Like an old friend welcoming me into its arms, the yoga helped me to remove the chatter in my mind and calm my nervous system. I know it is said that talking through your issues is a good thing, but sometimes there is just nothing more to say on it that will change reality … you need to stop analyzing and starting breathing/stretching. 🙂

At the end of the yoga session, I realized (yet again) that my restless, critical mind is what creates a painful existence for me.  A truer way of existing:  clearing your mind and heart and just appreciating your existence in this world at all, sitting quietly with your eyes closed and feeling the peaceful emptiness of just “being”.   I turned off all that noise in my brain and reduced the situation to its base components: “I often need money, sometimes I have less than I’d like, sometimes that sucks”. That was really all there was to it and it didn’t need to define me or my life completely by how much money is in my bank account.

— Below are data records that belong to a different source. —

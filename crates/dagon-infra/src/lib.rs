//! Infrastructure layer for Dagon.
//!
//! Contains the implementations of the ports defined in `dagon-core`: the
//! local and secure-shell command channels, one sandbox driver per backend,
//! the engine configuration loader and the workflow definition loader.

pub mod backend;
pub mod channel;
pub mod config;
pub mod definition;

#[cfg(test)]
pub(crate) mod testing;
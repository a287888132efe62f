//! Tracing subscriber initialization with structured logging.
//!
//! # Usage
//!
//! ```no_run
//! use dagon_observe::tracing_setup::{init_tracing, LogFormat};
//!
//! // Human-readable lines, `warn` unless RUST_LOG says otherwise
//! init_tracing(LogFormat::Text, "warn").unwrap();
//! ```

use std::fmt;
use std::str::FromStr;

use tracing_subscriber::fmt::format::FmtSpan;
use tracing_subscriber::layer::SubscriberExt;
use tracing_subscriber::util::SubscriberInitExt;
use tracing_subscriber::EnvFilter;

/// Shape of emitted log lines.
#[derive(Debug, Clone, Copy, PartialEq, Eq, Default)]
pub enum LogFormat {
    #[default]
    Text,
    /// One JSON object per event.
    Json,
}

impl FromStr for LogFormat {
    type Err = String;

    fn from_str(s: &str) -> Result<Self, Self::Err> {
        match s.to_ascii_lowercase().as_str() {
            "text" => Ok(Self::Text),
            "json" => Ok(Self::Json),
            other => Err(format!("unknown log format '{other}' (expected text or json)")),
        }
    }
}

impl fmt::Display for LogFormat {
    fn fmt(&self, f: &mut fmt::Formatter<'_>) -> fmt::Result {
        f.write_str(match self {
            Self::Text => "text",
            Self::Json => "json",
        })
    }
}

/// Build the filter: `RUST_LOG` when set and valid, `default_filter` otherwise.
pub fn env_filter(default_filter: &str) -> EnvFilter {
    EnvFilter::try_from_default_env().unwrap_or_else(|_| EnvFilter::new(default_filter))
}

/// Initialize the global tracing subscriber.
///
/// Installs a structured `fmt` layer with target visibility and span close
/// timing, rendered as text or JSON. Logs go to stderr so command output on
/// stdout stays machine-readable.
///
/// # Errors
///
/// Returns an error if the global subscriber has already been set.
pub fn init_tracing(
    format: LogFormat,
    default_filter: &str,
) -> Result<(), Box<dyn std::error::Error + Send + Sync>> {
    let filter = env_filter(default_filter);

    match format {
        LogFormat::Text => {
            let fmt_layer = tracing_subscriber::fmt::layer()
                .with_writer(std::io::stderr)
                .with_target(true)
                .with_span_events(FmtSpan::CLOSE);
            tracing_subscriber::registry()
                .with(filter)
                .with(fmt_layer)
                .try_init()?;
        }
        LogFormat::Json => {
            let fmt_layer = tracing_subscriber::fmt::layer()
                .json()
                .with_writer(std::io::stderr)
                .with_target(true)
                .with_span_events(FmtSpan::CLOSE);
            tracing_subscriber::registry()
                .with(filter)
                .with(fmt_layer)
                .try_init()?;
        }
    }

    Ok(())
}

I found a wonderful and very well-written piece explaining the concept of yamas (universally ethical life rules to live by) and niyamas (rules governing individual conduct) and the idea of living a true life. As the author puts it:

“When attempting to live a life without falsehoods satya seems to be almost non-existent due to the many masks we wear when doing business, in our personal affairs, or even when existing among our own family members.  The truth can be only found within an individual. To live a life with truth is to live to its ultimate peak. It may be easy for a person to believe or justify that they are living with integrity by coming to yoga classes, but it goes much further than the physical practice. A life lived with truth, when no one is watching, creates ripples of positive actions, which in return leads to positive karma, which in turn reduces mental and emotional stress.”

I thought it was an eloquent, complete and beautiful explanation of these concepts…and proof that being a kind and true person just attracts many more blessings in your life.

McKenna Rowe is the Founder of Chakra 5 Mobile Yoga, an experienced team of corporate yoga instructors that provides mobile yoga classes on location and by appointment at businesses, schools and organizations throughout greater Los Angeles. Call us to start your corporate wellness program today: 310-853-3885.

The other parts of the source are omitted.